Manajemen perjudian dibangun dan dilaksanakan dengan prinsip saling mengerti, saling percaya. Siapa pun mereka yang berkecimpung dalam dunia perjudian, sangat paham soal ini. Uang keamanan adalah prasyarat mutlak bagi usaha penyelenggaraan perjudian. Tanpa yang satu ini, mustahil arena perjudian seperti arena sabung ayam dapat dilaksanakan. Aliran uang keamanan bisa ke siapa saja. Bisa oknum aparat, bisa preman. Tentu saja, hampir mustahil mencari alat bukti adanya “uang setoran” atau “uang keamanan”. Paling banter, yang didapat adalah informasi berstatus “katanya” atau “dengar-dengar”.

Mencermati perkembangan kasus gugurnya tiga aparat penegak hukum ketika menggerebeg arena sabung ayam, setidaknya ada tiga perkara hukum yang terjadi. Selain kasus penembakannya yang tentu saja menjadi kasus utama, ada dua perkara hukum lainnya, yakni penyelenggaraan judi sabung ayam serta kasus “uang keamanan” atau “uang setoran” yang diduga mengalir ke oknum polisi setempat.

Sebuah peristiwa terjadi karena hubungan sebab-akibat. Namun, sekalipun penembakan terhadap tiga polisi itu memiliki kasus penyerta sebagai sebab, Kasus utama tak boleh lenyap.

Kita yakin, TNI tidak akan mengeliminasi perkara ini. Sebab, menghilangkan perkara penembakan terhadap tiga aparat penegak hukum yang sedang bertugas, akan menuai badai ketidakpercayaan publik terhadap institusi TNI. Penyelidikan yang komprehensif terhadap perkara ini memang harus dilakukan.

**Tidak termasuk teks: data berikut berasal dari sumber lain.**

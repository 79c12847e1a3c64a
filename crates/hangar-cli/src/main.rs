mod commands;

use clap::{Parser, Subcommand};
use commands::{EXIT_FAILURE, EXIT_REGISTRY_ERROR};
use hangar_core::{select_creator, Registry, RegistryConfig};
use std::path::PathBuf;
use std::process::ExitCode;
use tracing::debug;

#[derive(Debug, Parser)]
#[allow(clippy::struct_excessive_bools)]
#[command(
    name = "hangar",
    version,
    about = "Registry and lifecycle manager for virtual machine bundles"
)]
struct Cli {
    /// Directory holding the VM bundles.
    #[arg(long, env = "HANGAR_ROOT", default_value = "~/VMs", global = true)]
    root: String,

    /// Tool used to create disk images (sparse, qemu-img).
    #[arg(long, default_value = "sparse", global = true)]
    image_tool: String,

    /// Request compressed disk images where the tool supports it.
    #[arg(long, default_value_t = false, global = true)]
    compress: bool,

    /// Output results as structured JSON.
    #[arg(long, default_value_t = false, global = true)]
    json: bool,

    /// Enable verbose (debug) logging output.
    #[arg(short, long, default_value_t = false, global = true)]
    verbose: bool,

    /// Enable trace-level logging (more detailed than --verbose).
    #[arg(long, default_value_t = false, global = true)]
    trace: bool,

    #[command(subcommand)]
    command: Commands,
}

#[derive(Debug, Subcommand)]
enum Commands {
    /// List known VMs in their saved order.
    List,
    /// Rescan the VM directory and report what changed.
    Refresh,
    /// Print the next free default VM name.
    DefaultName,
    /// Create a new VM bundle.
    Create {
        /// VM name. Defaults to the next free "Virtual Machine N".
        name: Option<String>,
        #[arg(long)]
        cpus: Option<u32>,
        /// Memory in MiB.
        #[arg(long)]
        memory: Option<u64>,
    },
    /// Copy a VM bundle under a fresh name.
    Clone {
        /// VM name, bundle name, or list index.
        vm: String,
    },
    /// Delete a VM bundle and its disk images.
    Delete {
        vm: String,
        /// Do not ask for confirmation.
        #[arg(long, short = 'y', default_value_t = false)]
        yes: bool,
    },
    /// Move a VM to another position in the list.
    Move {
        /// Current list index.
        from: usize,
        /// New list index.
        to: usize,
    },
    /// Show a VM's settings, optionally changing them.
    Edit {
        vm: String,
        #[arg(long)]
        cpus: Option<u32>,
        /// Memory in MiB.
        #[arg(long)]
        memory: Option<u64>,
        #[arg(long)]
        notes: Option<String>,
    },
    /// Create a drive and attach it to a VM.
    AddDrive {
        vm: String,
        /// Size in MiB (ignored for removable drives).
        #[arg(long, default_value_t = 0, allow_negative_numbers = true)]
        size: i64,
        #[arg(long, default_value_t = false)]
        removable: bool,
        /// Attach as a CD drive instead of a disk.
        #[arg(long, default_value_t = false)]
        cd: bool,
        /// Drive interface (virtio, ide, scsi, nvme, usb, sd).
        #[arg(long)]
        interface: Option<String>,
    },
    /// Detach a drive and delete its image.
    RemoveDrive {
        vm: String,
        /// Drive index as shown by `edit`.
        index: usize,
    },
    /// Import an existing image file as a CD drive.
    ImportDrive {
        vm: String,
        file: PathBuf,
        /// Move the file instead of copying it.
        #[arg(long = "move", default_value_t = false)]
        move_file: bool,
    },
}

fn main() -> ExitCode {
    let cli = Cli::parse();

    let default_level = if cli.trace {
        "trace"
    } else if cli.verbose {
        "debug"
    } else {
        "warn"
    };
    tracing_subscriber::fmt()
        .with_env_filter(
            tracing_subscriber::EnvFilter::try_from_env("HANGAR_LOG")
                .unwrap_or_else(|_| tracing_subscriber::EnvFilter::new(default_level)),
        )
        .with_target(false)
        .without_time()
        .with_writer(std::io::stderr)
        .init();

    let registry = match open_registry(&cli) {
        Ok(r) => r,
        Err(msg) => {
            eprintln!("error: {msg}");
            return ExitCode::from(EXIT_REGISTRY_ERROR);
        }
    };
    let json = cli.json;

    // Every command sees the directory as it is now, except `refresh`, which
    // reports the reconciliation itself.
    if !matches!(cli.command, Commands::Refresh) {
        let report = registry.refresh();
        for w in &report.warnings {
            eprintln!("warning: {}: {}", w.path.display(), w.message);
        }
    }

    let result = match cli.command {
        Commands::List => commands::list::run(&registry, json),
        Commands::Refresh => commands::refresh::run(&registry, json),
        Commands::DefaultName => commands::create::default_name(&registry, json),
        Commands::Create { name, cpus, memory } => {
            commands::create::run(&registry, name, cpus, memory, json)
        }
        Commands::Clone { vm } => commands::clone::run(&registry, &vm, json),
        Commands::Delete { vm, yes } => commands::delete::run(&registry, &vm, yes, json),
        Commands::Move { from, to } => commands::reorder::run(&registry, from, to, json),
        Commands::Edit {
            vm,
            cpus,
            memory,
            notes,
        } => commands::edit::run(&registry, &vm, cpus, memory, notes, json),
        Commands::AddDrive {
            vm,
            size,
            removable,
            cd,
            interface,
        } => commands::drive::add(
            &registry,
            &vm,
            size,
            removable,
            cd,
            interface.as_deref(),
            json,
        ),
        Commands::RemoveDrive { vm, index } => commands::drive::remove(&registry, &vm, index, json),
        Commands::ImportDrive {
            vm,
            file,
            move_file,
        } => commands::drive::import(&registry, &vm, &file, !move_file, json),
    };

    match result {
        Ok(code) => ExitCode::from(code),
        Err(msg) => {
            eprintln!("error: {msg}");
            ExitCode::from(EXIT_FAILURE)
        }
    }
}

fn open_registry(cli: &Cli) -> Result<Registry, String> {
    let creator = select_creator(&cli.image_tool).map_err(|e| e.to_string())?;
    let config = RegistryConfig {
        root: expand_tilde(&cli.root),
        compress_images: cli.compress,
    };
    debug!(
        "root {} with image tool {}",
        config.root.display(),
        creator.name()
    );
    Registry::open(config, creator).map_err(|e| e.to_string())
}

fn expand_tilde(path: &str) -> PathBuf {
    if let Some(stripped) = path.strip_prefix("~/") {
        if let Ok(home) = std::env::var("HOME") {
            return PathBuf::from(home).join(stripped);
        }
    }
    PathBuf::from(path)
}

Komitmen yang sudah ditegaskan oleh pimpinan TNI dan Polri, harus kita hormati untuk mengurai benang kusut yang terjadi dalam kasus ini.

Penyelidikan komprehensif itu misalnya, menggali informasi alasan oknum anggota TNI menembak polisi. Informasi yang beredar menyebutkan, antara pelaku dengan korban sudah berteman baik. Kalau kemudian ada “kemarahan” yang memuncak dan memicu pelatuk senapan, pasti ada penyebab yang tak boleh diabaikan.

Arena judi sabung ayam itu memang berada jauh dari pemukiman. Namun, sepanjang informasi yang beredar di kalangan masyarakat, arena judi itu bukan rahasia lagi. Artinya, institusi TNI dan Polri di atas Koramil dan Polsek, boleh jadi juga tahu. Setidaknya, secara tidak resmi.

Jatuhnya hukuman terhadap oknum penembak tiga polisi, agaknya tinggal menunggu waktu. Kita tentu berharap tidak terlalu lama, karena peradilan militer berbeda dengan peradilan sipil.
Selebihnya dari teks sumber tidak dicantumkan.